## WORK TO BE COMPLETED
Work out how many lines below contain the word "AsyncFd". Only the number is wanted.

## TASK DATA
use std::num::NonZeroU32;
use std::os::fd::{AsRawFd, OwnedFd};

use tokio::io::unix::AsyncFd;
use tokio::io::{AsyncReadExt, AsyncWriteExt};

use crate::error::ErrorKind;
use crate::protocol::Capabilities;
use crate::sasl::Mechanism;
use crate::value::same_open_file;
use crate::{
    connect_authenticated, loopback, Address, Message, MessageKind, ObjectPath, Transport, Value,
};

use super::transport::{SocketTransport, Stream};

const GUID: &str = "89abcdef0123456789abcdef01234567";

fn serial(n: u32) -> NonZeroU32 {
    NonZeroU32::new(n).unwrap()
}

fn tmp_fd() -> OwnedFd {
    OwnedFd::from(tempfile::tempfile().unwrap())
}

async fn next_line(stream: &mut tokio::net::UnixStream, buf: &mut Vec<u8>) -> Vec<u8> {
    loop {
        if let Some(n) = buf.iter().position(|&b| b == b'\n') {
            return buf.drain(..=n).collect();
        }

        let mut chunk = [0u8; 256];
        let n = stream.read(&mut chunk).await.unwrap();
        assert!(n > 0, "client closed during handshake");
        buf.extend_from_slice(&chunk[..n]);
    }
}

/// Play the server side of the handshake, returning any bytes buffered
/// past the final line.
async fn server_auth(stream: &mut tokio::net::UnixStream, agree_fds: bool) -> Vec<u8> {
    let mut buf = Vec::new();

    let first = next_line(stream, &mut buf).await;
    assert!(first.starts_with(b"\0AUTH "), "unexpected opening {first:?}");

    stream
        .write_all(format!("OK {GUID}\r\n").as_bytes())
        .await
        .unwrap();

    loop {
        let line = next_line(stream, &mut buf).await;

        match line.trim_ascii_end() {
            b"NEGOTIATE_UNIX_FD" => {
                let reply: &[u8] = if agree_fds {
                    b"AGREE_UNIX_FD\r\n"
                } else {
                    b"ERROR not here\r\n"
                };

                stream.write_all(reply).await.unwrap();
            }
            b"BEGIN" => break,
            other => panic!("unexpected handshake line {other:?}"),
        }
    }

    buf
}

/// Wrap the server half of an authenticated stream in a transport of our
/// own, so both ends of a test speak through the same machinery.
fn server_transport(
    stream: tokio::net::UnixStream,
    capabilities: Capabilities,
    leftover: Vec<u8>,
) -> Transport {
    let stream = stream.into_std().unwrap();
    stream.set_nonblocking(true).unwrap();
    let stream = AsyncFd::new(Stream::Unix(stream)).unwrap();
    Transport::socket(SocketTransport::new(stream, capabilities, leftover))
}

/// A connected pair of transports over a unix socket pair, skipping the
/// handshake.
fn transport_pair(capabilities: Capabilities) -> (Transport, Transport) {
    let (a, b) = std::os::unix::net::UnixStream::pair().unwrap();

    let wrap = |stream: std::os::unix::net::UnixStream| {
        stream.set_nonblocking(true).unwrap();
        let stream = AsyncFd::new(Stream::Unix(stream)).unwrap();
        Transport::socket(SocketTransport::new(stream, capabilities, Vec::new()))
    };

    (wrap(a), wrap(b))
}

#[tokio::test]
async fn unix_path_echo() {
    let dir = tempfile::tempdir().unwrap();
    let path = dir.path().join("test.sock");
    let listener = tokio::net::UnixListener::bind(&path).unwrap();

    let server = tokio::spawn(async move {
        let (mut stream, _) = listener.accept().await.unwrap();
        let leftover = server_auth(&mut stream, false).await;
        let mut transport = server_transport(stream, Capabilities::NONE, leftover);

        let call = transport.recv().await.unwrap();
        assert!(matches!(call.kind(), MessageKind::MethodCall { .. }));
        assert_eq!(
            call.body(),
            &[Value::Int32(42), Value::String("hi".into())]
        );

        let reply = call.method_return(serial(1)).with_body(call.into_body());
        transport.send(reply).await.unwrap();
    });

    let address = Address::parse(&format!("unix:path={}", path.display())).unwrap();

    let (guid, mut transport) =
        connect_authenticated(&[address], Capabilities::NONE, Mechanism::DEFAULT)
            .await
            .unwrap();

    assert_eq!(guid.as_str(), GUID);
    assert_eq!(transport.capabilities(), Capabilities::NONE);

    let call = Message::method_call(ObjectPath::new(b"/org/example/Obj").unwrap(), "Echo", serial(7))
        .with_arg(42i32)
        .with_arg("hi");

    transport.send(call).await.unwrap();

    let reply = transport.recv().await.unwrap();
    let MessageKind::MethodReturn { reply_serial } = *reply.kind() else {
        panic!("expected method return, got {:?}", reply.kind());
    };

    assert_eq!(reply_serial, serial(7));
    assert_eq!(
        reply.body(),
        &[Value::Int32(42), Value::String("hi".into())]
    );

    server.await.unwrap();
}

#[tokio::test]
async fn decodes_big_endian_peer() {
    let dir = tempfile::tempdir().unwrap();
    let path = dir.path().join("be.sock");
    let listener = tokio::net::UnixListener::bind(&path).unwrap();

    let server = tokio::spawn(async move {
        let (mut stream, _) = listener.accept().await.unwrap();
        server_auth(&mut stream, false).await;
        stream
            .write_all(&crate::message::tests::BE_SIGNAL)
            .await
            .unwrap();
    });

    let address = Address::parse(&format!("unix:path={}", path.display())).unwrap();

    let (_, mut transport) =
        connect_authenticated(&[address], Capabilities::NONE, Mechanism::DEFAULT)
            .await
            .unwrap();

    let signal = transport.recv().await.unwrap();
    assert!(matches!(signal.kind(), MessageKind::Signal { .. }));
    assert_eq!(signal.body(), &[Value::Double(3.14)]);

    server.await.unwrap();
}

#[tokio::test]
async fn surfaces_malformed_header() {
    let dir = tempfile::tempdir().unwrap();
    let path = dir.path().join("bad.sock");
    let listener = tokio::net::UnixListener::bind(&path).unwrap();

    let server = tokio::spawn(async move {
        let (mut stream, _) = listener.accept().await.unwrap();
        server_auth(&mut stream, false).await;

        // A fixed header declaring protocol version 2.
        let mut head = [0u8; 16];
        head[0] = b'l';
        head[1] = 4;
        head[3] = 2;
        head[8] = 1;
        stream.write_all(&head).await.unwrap();
    });

    let address = Address::parse(&format!("unix:path={}", path.display())).unwrap();

    let (_, mut transport) =
        connect_authenticated(&[address], Capabilities::NONE, Mechanism::DEFAULT)
            .await
            .unwrap();

    let err = transport.recv().await.unwrap_err();

    match err.kind() {
        ErrorKind::Decode { reason, offset } => {
            assert_eq!(reason, "invalid protocol version: 2");
            assert_eq!(*offset, 3);
        }
        other => panic!("unexpected error {other:?}"),
    }

    server.await.unwrap();
}

#[tokio::test]
async fn rejects_oversized_message_without_reading_body() {
    let dir = tempfile::tempdir().unwrap();
    let path = dir.path().join("big.sock");
    let listener = tokio::net::UnixListener::bind(&path).unwrap();

    let server = tokio::spawn(async move {
        let (mut stream, _) = listener.accept().await.unwrap();
        server_auth(&mut stream, false).await;

        // A fixed header declaring a 2^27 byte body, with no body to
        // follow. The client must fail from the header alone.
        let mut head = [0u8; 16];
        head[0] = b'l';
        head[1] = 4;
        head[3] = 1;
        head[4..8].copy_from_slice(&(1u32 << 27).to_le_bytes());
        head[8..12].copy_from_slice(&1u32.to_le_bytes());
        stream.write_all(&head).await.unwrap();

        // Hold the stream open: a client that tried to read the declared
        // body would hang here instead of failing.
        let mut byte = [0u8; 1];
        let _ = stream.read(&mut byte).await;
    });

    let address = Address::parse(&format!("unix:path={}", path.display())).unwrap();

    let (_, mut transport) =
        connect_authenticated(&[address], Capabilities::NONE, Mechanism::DEFAULT)
            .await
            .unwrap();

    let err = transport.recv().await.unwrap_err();

    match err.kind() {
        ErrorKind::Decode { reason, .. } => {
            assert_eq!(reason, "message size exceeds limit");
        }
        other => panic!("unexpected error {other:?}"),
    }

    server.abort();
}

#[tokio::test]
async fn falls_back_to_later_candidates() {
    let dir = tempfile::tempdir().unwrap();
    let path = dir.path().join("ok.sock");
    let listener = tokio::net::UnixListener::bind(&path).unwrap();

    let server = tokio::spawn(async move {
        let (mut stream, _) = listener.accept().await.unwrap();
        server_auth(&mut stream, false).await;
    });

    let list = format!(
        "unix:path={}/nonexistent.sock;unix:path={}",
        dir.path().display(),
        path.display()
    );
    let addresses = Address::parse_list(&list).unwrap();

    let (guid, _transport) =
        connect_authenticated(&addresses, Capabilities::NONE, Mechanism::DEFAULT)
            .await
            .unwrap();

    assert_eq!(guid.as_str(), GUID);
    server.await.unwrap();
}

#[tokio::test]
async fn returns_first_failure_when_all_candidates_fail() {
    let addresses = Address::parse_list(
        "unix:path=/nonexistent-minibus-first;unix:path=/nonexistent-minibus-second",
    )
    .unwrap();

    let err = connect_authenticated(&addresses, Capabilities::NONE, Mechanism::DEFAULT)
        .await
        .unwrap_err();

    match err.kind() {
        ErrorKind::Connect { address, .. } => {
            assert!(address.contains("nonexistent-minibus-first"));
        }
        other => panic!("unexpected error {other:?}"),
    }
}

#[tokio::test]
async fn rejected_authentication_fails_the_candidate() {
    let dir = tempfile::tempdir().unwrap();
    let path = dir.path().join("reject.sock");
    let listener = tokio::net::UnixListener::bind(&path).unwrap();

    let server = tokio::spawn(async move {
        let (mut stream, _) = listener.accept().await.unwrap();
        let mut buf = Vec::new();
        next_line(&mut stream, &mut buf).await;
        stream.write_all(b"REJECTED\r\n").await.unwrap();
    });

    let address = Address::parse(&format!("unix:path={}", path.display())).unwrap();

    let err = connect_authenticated(&[address], Capabilities::NONE, Mechanism::DEFAULT)
        .await
        .unwrap_err();

    match err.kind() {
        ErrorKind::Auth(reason) => assert!(reason.contains("all mechanisms rejected")),
        other => panic!("unexpected error {other:?}"),
    }

    server.await.unwrap();
}

#[tokio::test]
async fn negotiates_fd_capability_end_to_end() {
    for (agree, expected) in [
        (true, Capabilities::UNIX_FD),
        (false, Capabilities::NONE),
    ] {
        let dir = tempfile::tempdir().unwrap();
        let path = dir.path().join("fds.sock");
        let listener = tokio::net::UnixListener::bind(&path).unwrap();

        let server = tokio::spawn(async move {
            let (mut stream, _) = listener.accept().await.unwrap();
            server_auth(&mut stream, agree).await;
        });

        let address = Address::parse(&format!("unix:path={}", path.display())).unwrap();

        let (_, transport) =
            connect_authenticated(&[address], Capabilities::UNIX_FD, Mechanism::DEFAULT)
                .await
                .unwrap();

        assert_eq!(transport.capabilities(), expected);
        server.await.unwrap();
    }
}

#[tokio::test]
async fn fds_pass_over_a_socket_pair() {
    let (mut a, mut b) = transport_pair(Capabilities::UNIX_FD);

    let one = tmp_fd();
    let two = tmp_fd();
    let keep_one = one.try_clone().unwrap();
    let keep_two = two.try_clone().unwrap();

    let call = Message::method_call(ObjectPath::new(b"/t").unwrap(), "Pass", serial(1))
        .with_arg(one)
        .with_arg(two);

    a.send(call).await.unwrap();

    let received = b.recv().await.unwrap();
    let body = received.into_body();

    let [Value::Fd(one), Value::Fd(two)] = &body[..] else {
        panic!("expected two fds, got {body:?}");
    };

    // Fresh handles on the receiving side, referencing the same files.
    assert_ne!(one.as_raw_fd(), two.as_raw_fd());
    assert!(same_open_file(one, &keep_one));
    assert!(same_open_file(two, &keep_two));
    assert!(!same_open_file(one, &keep_two));
}

#[tokio::test]
async fn sending_fds_without_capability_fails() {
    let (mut a, _b) = transport_pair(Capabilities::NONE);

    let call = Message::method_call(ObjectPath::new(b"/t").unwrap(), "Pass", serial(1))
        .with_arg(tmp_fd());

    let err = a.send(call).await.unwrap_err();
    assert!(matches!(err.kind(), ErrorKind::Encode(..)));
}

#[tokio::test]
async fn loopback_duplicates_fds() {
    let mut transport = loopback();
    assert!(transport.capabilities() & Capabilities::UNIX_FD);

    let fd = tmp_fd();
    let original_raw = fd.as_raw_fd();
    let keep = fd.try_clone().unwrap();

    let call = Message::method_call(ObjectPath::new(b"/t").unwrap(), "Echo", serial(1))
        .with_arg(fd)
        .with_arg("payload");

    transport.send(call).await.unwrap();

    let received = transport.recv().await.unwrap();
    let body = received.into_body();

    let [Value::Fd(fd), Value::String(payload)] = &body[..] else {
        panic!("expected fd and string, got {body:?}");
    };

    assert_eq!(payload, "payload");
    assert_ne!(fd.as_raw_fd(), original_raw);
    assert!(same_open_file(fd, &keep));
}

#[tokio::test]
async fn shutdown_is_idempotent_and_fatal() {
    let (mut a, mut b) = transport_pair(Capabilities::NONE);

    a.shutdown();
    a.shutdown();

    let call = Message::method_call(ObjectPath::new(b"/t").unwrap(), "Ping", serial(1));
    let err = a.send(call).await.unwrap_err();
    assert!(matches!(err.kind(), ErrorKind::Shutdown));

    let err = b.recv().await.unwrap_err();
    assert!(matches!(err.kind(), ErrorKind::Io(..)));
}

#[tokio::test]
async fn loopback_shutdown_is_fatal() {
    let mut transport = loopback();
    transport.shutdown();

    let call = Message::method_call(ObjectPath::new(b"/t").unwrap(), "Ping", serial(1));
    assert!(transport.send(call).await.is_err());
    assert!(transport.recv().await.is_err());
}

#[tokio::test]
async fn decode_errors_leave_the_stream_usable() {
    use std::io::Write;

    let (raw, peer) = std::os::unix::net::UnixStream::pair().unwrap();
    peer.set_nonblocking(true).unwrap();

    let mut b = Transport::socket(SocketTransport::new(
        AsyncFd::new(Stream::Unix(peer)).unwrap(),
        Capabilities::NONE,
        Vec::new(),
    ));

    // A malformed frame followed by a well-formed one.
    let mut bad = [0u8; 16];
    bad[0] = b'l';
    bad[1] = 4;
    bad[3] = 2;
    bad[8] = 1;

    let good = Message::signal(ObjectPath::new(b"/t").unwrap(), "a.b", "Hi", serial(2))
        .with_arg(5u32);
    let (good, _) = crate::encode_message(good).unwrap();

    let mut raw = raw;
    raw.write_all(&bad).unwrap();
    raw.write_all(&good).unwrap();

    assert!(b.recv().await.is_err());

    let m = b.recv().await.unwrap();
    assert_eq!(m.body(), &[Value::UInt32(5)]);
}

## TASK ANSWER
4